Another issue is that they have had children drown when they gathered the water, and they are worried that the children are in danger on the path. The mothers and wives in the village have to carry what is essentially mud 5 km (2.5 there, 2.5 back) every day. If they take too long, there are at high risk of being beaten by their husbands as well, who get angry that other household tasks are not completed. School attendance is impacted through student illness, as well as girls being expected to help in the water carrying tasks. The village is also having issues with watering their livestock from these ponds.
But because of the generosity of a World Changer who made this project possible, the people of Kiboga and the students and teachers at Mpongo Modern Primary School have hope. Ingomar Living Waters is working with Central East Africa Equatorial Development (CEED) to drill a deep borehole well with a hand pump to make clean water accessible to everyone in the Kiboga area. CEED has studied projects across Uganda and they experience an average of 70% reduction in illness across the board in communities with access to clean water. CEED keeps on hand extra parts for pumps and works to form a water committee in the village to maintain the well.
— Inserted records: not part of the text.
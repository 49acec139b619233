//! Cache statistics

use crate::manifest::ManifestSnapshot;
use serde::{Deserialize, Serialize};

/// Statistics about the local cache.
#[derive(Debug, Clone, Default, PartialEq, Serialize, Deserialize)]
pub struct CacheStats {
    /// Number of cached entries
    pub entry_count: usize,

    /// Entries belonging to an active album
    pub pinned_entries: usize,

    /// Sum of all entry sizes
    pub total_bytes: u64,

    /// Sum of pinned entry sizes
    pub pinned_bytes: u64,

    /// Items skipped until they change remotely
    pub parked_items: usize,

    /// Open read leases
    pub active_leases: usize,

    /// Timestamp when stats were calculated
    pub calculated_at: i64,
}

impl CacheStats {
    pub fn from_snapshot(snapshot: &ManifestSnapshot, active_leases: usize, calculated_at: i64) -> Self {
        Self {
            entry_count: snapshot.len(),
            pinned_entries: snapshot.entries().filter(|e| e.pinned).count(),
            total_bytes: snapshot.total_bytes(),
            pinned_bytes: snapshot.pinned_bytes(),
            parked_items: snapshot.parked_count(),
            active_leases,
            calculated_at,
        }
    }

    /// Calculate cache usage as a percentage of the quota.
    pub fn usage_percentage(&self, quota_bytes: u64) -> f64 {
        if quota_bytes == 0 {
            return 0.0;
        }

        (self.total_bytes as f64 / quota_bytes as f64) * 100.0
    }

    /// Returns true if the cache is near capacity (>90%).
    pub fn is_near_capacity(&self, quota_bytes: u64) -> bool {
        self.usage_percentage(quota_bytes) > 90.0
    }

    /// Returns true if the cache is full (>=100%).
    pub fn is_full(&self, quota_bytes: u64) -> bool {
        self.total_bytes >= quota_bytes
    }

    /// Bytes over the quota.
    pub fn space_needed(&self, quota_bytes: u64) -> u64 {
        self.total_bytes.saturating_sub(quota_bytes)
    }

    /// Bytes eviction could never reclaim exceed the quota.
    pub fn pinned_exceeds(&self, quota_bytes: u64) -> bool {
        self.pinned_bytes > quota_bytes
    }

    pub fn average_entry_size(&self) -> u64 {
        if self.entry_count == 0 {
            0
        } else {
            self.total_bytes / self.entry_count as u64
        }
    }
}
In fact, as part of the overall contract with the village, the husbands must agree to be nice to their wives.
Change is coming to the Mpongo Modern Primary School and Kiboga area and it was made possible by a generous World Changer in the Ingomar Living Waters community.
The well at Mpongo Modern Primary School is finished! The people are excited to have clean, fresh water easily accessible to them.
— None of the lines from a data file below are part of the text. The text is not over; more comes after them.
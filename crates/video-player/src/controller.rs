//! Playback controller.
//!
//! Single authority over one media element and the optional streaming engine
//! attached to it. User intent goes in through the methods below; media events
//! come back through listeners registered on mount and update the shared
//! [`PlaybackState`] mirror.
//!
//! A mount is everything created by [`PlaybackController::initialize`]: the
//! engine handle (manifest sources only), the play/pause/timeupdate listeners
//! and the caption track. [`PlaybackController::teardown`] removes all of it at
//! once. Every mount bumps a generation counter; callbacks registered by an
//! older mount see a different generation and do nothing.

use std::sync::{Arc, Mutex};

use anyhow::{Context, Result};
use video_stream_types::{PlaybackSnapshot, QualityOption, SourceKind, TrackMode};

use crate::config::PlayerConfig;
use crate::engine::{EngineFactory, EngineLevel, StreamingEngine};
use crate::listeners::ListenerId;
use crate::media::{
    DocumentHost, MediaElement, MediaEvent, MediaEventKind, MediaListener, TextTrackKind,
    TextTrackSpec, TrackId,
};
use crate::quality::quality_options;
use crate::source::classify_source;
use crate::status::PlaybackState;

const MIRRORED_EVENTS: [MediaEventKind; 3] = [
    MediaEventKind::Play,
    MediaEventKind::Pause,
    MediaEventKind::TimeUpdate,
];

/// Resources owned by the current mount.
struct Mount {
    source_url: String,
    generation: u64,
    listeners: Vec<ListenerId>,
    caption_track: Option<TrackId>,
}

/// Owns a media element, its document, and at most one engine handle.
pub struct PlaybackController<M, D, F>
where
    M: MediaElement,
    D: DocumentHost,
    F: EngineFactory,
{
    config: PlayerConfig,
    media: M,
    document: D,
    factory: F,
    engine: Option<F::Engine>,
    mount: Option<Mount>,
    state: Arc<Mutex<PlaybackState>>,
}

impl<M, D, F> PlaybackController<M, D, F>
where
    M: MediaElement,
    D: DocumentHost,
    F: EngineFactory,
{
    /// Create an unmounted controller.
    pub fn new(config: PlayerConfig, media: M, document: D, factory: F) -> Self {
        let state = PlaybackState::shared(config.subtitles_visible);
        Self {
            config,
            media,
            document,
            factory,
            engine: None,
            mount: None,
            state,
        }
    }

    /// Mount `source_url` with an optional caption track.
    ///
    /// Tears down any previous mount first. Manifest sources go through a new
    /// engine handle when the platform supports one; everything else, and any
    /// manifest whose engine fails to come up, is assigned straight to the
    /// media element. Returns the path taken.
    pub fn initialize(&mut self, source_url: &str, subtitle_url: Option<&str>) -> SourceKind {
        self.teardown();

        let is_playing = !self.media.paused();
        let volume = self.media.volume();
        let (generation, subtitles_visible) = match self.state.lock() {
            Ok(mut s) => (s.begin_mount(source_url, is_playing, volume), s.subtitles_visible),
            Err(_) => (0, self.config.subtitles_visible),
        };

        let listeners = self.register_listeners(generation);
        let caption_track =
            subtitle_url.map(|url| self.attach_caption_track(url, subtitles_visible));

        let requested = classify_source(source_url, &self.config.manifest_suffix);
        let kind = match requested {
            SourceKind::Manifest if self.factory.is_supported() => {
                match self.start_engine(source_url, generation) {
                    Ok(engine) => {
                        self.engine = Some(engine);
                        SourceKind::Manifest
                    }
                    Err(err) => {
                        tracing::warn!(
                            source = %source_url,
                            error = %format!("{err:#}"),
                            "streaming engine unavailable; assigning source directly"
                        );
                        self.media.set_src(source_url);
                        SourceKind::Direct
                    }
                }
            }
            _ => {
                self.media.set_src(source_url);
                SourceKind::Direct
            }
        };

        self.update_state(|s| s.source_kind = Some(kind));
        self.mount = Some(Mount {
            source_url: source_url.to_string(),
            generation,
            listeners,
            caption_track,
        });
        tracing::debug!(
            source = %source_url,
            kind = ?kind,
            generation,
            "player mounted"
        );
        kind
    }

    /// Destroy the engine, detach listeners and remove the caption track.
    ///
    /// Safe to call any number of times; also runs on drop.
    pub fn teardown(&mut self) {
        let Some(mount) = self.mount.take() else {
            return;
        };
        self.update_state(PlaybackState::end_mount);

        if let Some(mut engine) = self.engine.take() {
            engine.destroy();
        }
        for id in mount.listeners {
            if !self.media.remove_event_listener(id) {
                tracing::debug!(listener = id.get(), "media listener already detached");
            }
        }
        if let Some(track) = mount.caption_track {
            self.media.remove_text_track(track);
        }
        tracing::debug!(
            source = %mount.source_url,
            generation = mount.generation,
            "player unmounted"
        );
    }

    /// Request the rendition at `level_index`; `-1` selects automatic mode.
    ///
    /// Without an engine (direct sources) only the selection is recorded.
    pub fn set_quality(&mut self, level_index: i32) {
        self.update_state(|s| s.selected_quality_index = level_index);
        match self.engine.as_mut() {
            Some(engine) => {
                let known = engine.levels().len();
                if level_index >= 0 && level_index as usize >= known {
                    tracing::warn!(level_index, known, "quality level not reported by the engine");
                }
                engine.set_current_level(level_index);
            }
            None => tracing::debug!(level_index, "no streaming engine; quality selection recorded only"),
        }
    }

    /// Play when the element is paused, pause otherwise.
    ///
    /// Decides from the element's own paused flag and leaves the mirror equal
    /// to it, so a stale mirror is corrected by the call. Returns whether the
    /// element is playing afterwards.
    pub fn toggle_playback(&mut self) -> bool {
        if self.media.paused() {
            if let Err(err) = self.media.play() {
                tracing::warn!(error = %err, "play request rejected");
            }
        } else {
            self.media.pause();
        }
        let playing = !self.media.paused();
        self.update_state(|s| s.is_playing = playing);
        playing
    }

    /// Show every caption track when hidden, hide every one when shown.
    ///
    /// Every track gets the same mode, so a track that started `Disabled`
    /// comes back as `Showing` after two calls. Returns the new visibility.
    pub fn toggle_subtitles(&mut self) -> bool {
        let visible = self.with_state(|s| s.subtitles_visible).unwrap_or(true);
        let mode = if visible {
            TrackMode::Hidden
        } else {
            TrackMode::Showing
        };
        for track in self.media.text_tracks() {
            self.media.set_text_track_mode(track, mode);
        }
        self.update_state(|s| s.subtitles_visible = !visible);
        !visible
    }

    /// Seek to `percent` of the duration.
    ///
    /// Returns `false` and leaves the element untouched while the duration is
    /// unknown or `percent` is not a number. Values outside `[0, 100]` are
    /// clamped.
    pub fn seek_to(&mut self, percent: f64) -> bool {
        let duration = self.media.duration();
        if !duration.is_finite() || duration <= 0.0 {
            tracing::debug!(percent, "seek ignored; duration unknown");
            return false;
        }
        if percent.is_nan() {
            return false;
        }
        let percent = percent.clamp(0.0, 100.0);
        self.media.set_current_time(percent / 100.0 * duration);
        self.update_state(|s| s.progress_percent = percent);
        true
    }

    /// Assign the element volume as given; range checking is up to the caller.
    pub fn set_volume(&mut self, level: f64) {
        self.media.set_volume(level);
        let volume = self.media.volume();
        self.update_state(|s| s.volume = volume);
    }

    /// Enter fullscreen on the media element, or leave it when the document
    /// already has a fullscreen element.
    ///
    /// The mirror only changes once the request resolved. Returns the
    /// fullscreen flag after the call.
    pub async fn toggle_fullscreen(&mut self) -> Result<bool> {
        let active = self.document.fullscreen_element().is_some();
        if active {
            self.document
                .exit_fullscreen()
                .await
                .context("exit fullscreen")?;
        } else {
            self.media
                .request_fullscreen()
                .await
                .context("request fullscreen")?;
        }
        self.update_state(|s| s.is_fullscreen = !active);
        Ok(!active)
    }

    /// Enter picture-in-picture, or leave it when the document already has a
    /// picture-in-picture element.
    ///
    /// Failures are logged and leave the mirror unchanged. Returns the
    /// picture-in-picture flag after the call.
    pub async fn toggle_picture_in_picture(&mut self) -> bool {
        let active = self.document.picture_in_picture_element().is_some();
        let result = if active {
            self.document.exit_picture_in_picture().await
        } else {
            self.media.request_picture_in_picture().await
        };
        match result {
            Ok(()) => {
                self.update_state(|s| s.is_picture_in_picture = !active);
                !active
            }
            Err(err) => {
                tracing::warn!(error = %err, "picture-in-picture request failed");
                self.with_state(|s| s.is_picture_in_picture)
                    .unwrap_or(active)
            }
        }
    }

    /// Copy of the mirrored state.
    pub fn state(&self) -> PlaybackState {
        self.sync_display_targets();
        self.with_state(|s| s.clone()).unwrap_or_default()
    }

    /// Serializable snapshot of the mirrored state.
    pub fn snapshot(&self) -> PlaybackSnapshot {
        self.sync_display_targets();
        self.with_state(|s| s.snapshot()).unwrap_or_else(|| {
            PlaybackState::default().snapshot()
        })
    }

    /// Level the engine is currently playing or targeting; `-1` is automatic.
    ///
    /// `None` without an engine.
    pub fn active_level(&self) -> Option<i32> {
        self.engine.as_ref().map(|engine| engine.current_level())
    }

    /// Mode of the caption track attached by the current mount.
    pub fn caption_mode(&self) -> Option<TrackMode> {
        let track = self.mount.as_ref()?.caption_track?;
        self.media.text_track_mode(track)
    }

    /// Quality menu of the current mount.
    pub fn quality_levels(&self) -> Vec<QualityOption> {
        self.with_state(|s| s.quality_levels.clone())
            .unwrap_or_default()
    }

    pub fn is_mounted(&self) -> bool {
        self.mount.is_some()
    }

    /// The live engine handle, if the current mount has one.
    pub fn engine(&self) -> Option<&F::Engine> {
        self.engine.as_ref()
    }

    pub fn media(&self) -> &M {
        &self.media
    }

    pub fn config(&self) -> &PlayerConfig {
        &self.config
    }

    fn register_listeners(&mut self, generation: u64) -> Vec<ListenerId> {
        MIRRORED_EVENTS
            .into_iter()
            .map(|kind| {
                let state = Arc::clone(&self.state);
                let listener: MediaListener = Arc::new(move |event: &MediaEvent| {
                    if let Ok(mut s) = state.lock() {
                        if s.generation == generation {
                            s.apply_media_event(event);
                        }
                    }
                });
                self.media.add_event_listener(kind, listener)
            })
            .collect()
    }

    fn attach_caption_track(&mut self, url: &str, visible: bool) -> TrackId {
        let track = self.media.add_text_track(TextTrackSpec {
            src: url.to_string(),
            kind: TextTrackKind::Subtitles,
            srclang: self.config.caption_language.clone(),
            label: self.config.caption_label.clone(),
            default: true,
        });
        let mode = if visible {
            TrackMode::Showing
        } else {
            TrackMode::Hidden
        };
        self.media.set_text_track_mode(track, mode);
        track
    }

    /// Create, wire and attach an engine for `source_url`.
    ///
    /// A handle that fails part-way is destroyed before the error is returned.
    fn start_engine(&mut self, source_url: &str, generation: u64) -> Result<F::Engine> {
        let mut engine = self.factory.create().context("create streaming engine")?;

        let state = Arc::clone(&self.state);
        engine.on_manifest_parsed(Box::new(move |levels: &[EngineLevel]| {
            if let Ok(mut s) = state.lock() {
                if s.generation == generation {
                    s.quality_levels = quality_options(levels);
                    tracing::debug!(levels = levels.len(), "manifest parsed");
                }
            }
        }));

        let wired = engine
            .load_source(source_url)
            .with_context(|| format!("load source {source_url}"))
            .and_then(|()| {
                engine
                    .attach_media(self.media.id())
                    .context("attach media element")
            });
        match wired {
            Ok(()) => Ok(engine),
            Err(err) => {
                engine.destroy();
                Err(err)
            }
        }
    }

    /// Re-read fullscreen and picture-in-picture ownership from the document.
    ///
    /// The document can release either target on its own (Esc, closing the
    /// PiP window), so the flags follow whichever element it reports.
    fn sync_display_targets(&self) {
        let id = self.media.id();
        let fullscreen = self.document.fullscreen_element() == Some(id);
        let picture_in_picture = self.document.picture_in_picture_element() == Some(id);
        self.update_state(|s| {
            s.is_fullscreen = fullscreen;
            s.is_picture_in_picture = picture_in_picture;
        });
    }

    fn with_state<R>(&self, f: impl FnOnce(&PlaybackState) -> R) -> Option<R> {
        self.state.lock().ok().map(|s| f(&s))
    }

    fn update_state(&self, f: impl FnOnce(&mut PlaybackState)) {
        if let Ok(mut s) = self.state.lock() {
            f(&mut s);
        }
    }
}

impl<M, D, F> Drop for PlaybackController<M, D, F>
where
    M: MediaElement,
    D: DocumentHost,
    F: EngineFactory,
{
    fn drop(&mut self) {
        self.teardown();
    }
}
Flow rate: 3800lt/h = 16.73 GPM (which is the average daily required water intake for 16 adult males per hour)
This well was dug a little early. We had sent Herbert an advance the last week of June for the supplies needed for 4 wells, (2 for Ingomar and 2 for another donor) to try to lock in the prices. We don’t usually do this, but thought with the current market volatility it would help us hold off on having to increase our prices for a little longer. But there was a breakdown in the communication chain about Mpongo, and because the parts were already in Uganda, the team start drilling before the application was approved. While it worked out in the end, it did cause us to overhaul the old method of communicating progress internally from an email chain to a server-based workspace that can be updated in real time for all parts of the communication chain to see (i.e. Herbert, Graham and Kate). This means that we won’t come across the same issue in the future. Thank you for your understanding and thank you for the well!
All projects are made possible by World Changers.